Start with the domain that has the clearest boundaries and the highest business value. For us, it was payments — it was self-contained, high-risk, and had the most to gain from isolation. Run a dependency analysis first. If a domain has fewer than 5 external dependencies and handles a critical business function, it’s a good candidate.
Can AI really handle the complexity of a monolith migration?
AI handles the grunt work — code generation, dependency mapping, test creation, and error detection. It cannot make architectural decisions or understand your business logic. Think of it as a supercharged junior developer that works 24/7. You still need senior engineers to guide it.
How much does a Vietnamese development team cost?
At ECOA AI, our rates are $1,000/month for junior developers, $2,000/month for middle developers, and $3,000/month for senior developers. A 12-person team with a mix of senior and middle engineers costs around $24,000-$30,000/month.
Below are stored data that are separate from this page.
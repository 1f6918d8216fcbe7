use std::path::Path;

use serde::{Deserialize, Serialize};

use crate::error::{Result, RuntimeError};

/// Size of the shared printf ring when nothing else is configured.
pub const DEFAULT_PRINTF_BUFFER_SIZE: u64 = 1 << 20;

/// Launch slots in the timestamp read-back ring.
pub const DEFAULT_TIMING_CAPACITY: u32 = 128;

/// Adapter selection, mirrors `wgpu::PowerPreference`.
#[derive(Debug, Clone, Copy, PartialEq, Eq, Serialize, Deserialize, Default)]
#[serde(rename_all = "snake_case")]
pub enum AdapterPreference {
    #[default]
    HighPerformance,
    LowPower,
    Fallback,
}

/// Runtime configuration
#[derive(Debug, Clone, Serialize, Deserialize)]
#[serde(default)]
pub struct RuntimeConfig {
    /// Capacity of the printf ring in bytes (first word is the length counter)
    pub printf_buffer_size: u64,

    /// Capture GPU timestamps around each dispatch when the adapter allows it
    pub enable_timing: bool,

    /// Number of launches whose timestamps fit in the read-back ring
    pub timing_capacity: u32,

    /// Bind group index the compiler assigned to the printf buffer
    pub printf_group: u32,

    pub adapter: AdapterPreference,

    /// Request every feature and limit the adapter exposes
    pub adapter_limits: bool,
}

impl Default for RuntimeConfig {
    fn default() -> Self {
        Self {
            printf_buffer_size: DEFAULT_PRINTF_BUFFER_SIZE,
            enable_timing: true,
            timing_capacity: DEFAULT_TIMING_CAPACITY,
            printf_group: 1,
            adapter: AdapterPreference::default(),
            adapter_limits: true,
        }
    }
}

impl RuntimeConfig {
    /// Load a JSON config file. Missing fields keep their defaults.
    pub fn from_file(path: impl AsRef<Path>) -> Result<Self> {
        let text = std::fs::read_to_string(path)?;
        let config: RuntimeConfig = serde_json::from_str(&text)?;
        config.validate()?;
        Ok(config)
    }

    /// Apply `HIPGPU_*` environment overrides on top of `self`.
    pub fn with_env(self) -> Result<Self> {
        self.with_overrides(|key| std::env::var(key).ok())
    }

    fn with_overrides(mut self, lookup: impl Fn(&str) -> Option<String>) -> Result<Self> {
        if let Some(value) = lookup("HIPGPU_PRINTF_BUFFER_SIZE") {
            self.printf_buffer_size = value.trim().parse().map_err(|_| {
                RuntimeError::Config(format!("HIPGPU_PRINTF_BUFFER_SIZE: invalid value '{value}'"))
            })?;
        }
        if let Some(value) = lookup("HIPGPU_TIMING_CAPACITY") {
            self.timing_capacity = value.trim().parse().map_err(|_| {
                RuntimeError::Config(format!("HIPGPU_TIMING_CAPACITY: invalid value '{value}'"))
            })?;
        }
        if lookup("HIPGPU_DISABLE_TIMING").is_some_and(|v| v != "0") {
            self.enable_timing = false;
        }
        self.validate()?;
        Ok(self)
    }

    pub fn validate(&self) -> Result<()> {
        if self.printf_buffer_size < 8 || self.printf_buffer_size % 4 != 0 {
            return Err(RuntimeError::Config(format!(
                "printf_buffer_size must be a multiple of 4 and at least 8, got {}",
                self.printf_buffer_size
            )));
        }
        if self.enable_timing && self.timing_capacity == 0 {
            return Err(RuntimeError::Config(
                "timing_capacity must be nonzero when timing is enabled".into(),
            ));
        }
        Ok(())
    }
}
That’s roughly the cost of 2 senior engineers in the US.
What’s the biggest risk in a monolith-to-microservices migration?
Data consistency. When you split a monolith, you’re breaking apart a single database into multiple services. Distributed transactions are hard. Use an event-driven architecture with a workflow orchestrator (like Temporal or the ECOA AI Platform) to handle eventual consistency. And always, always have a rollback plan.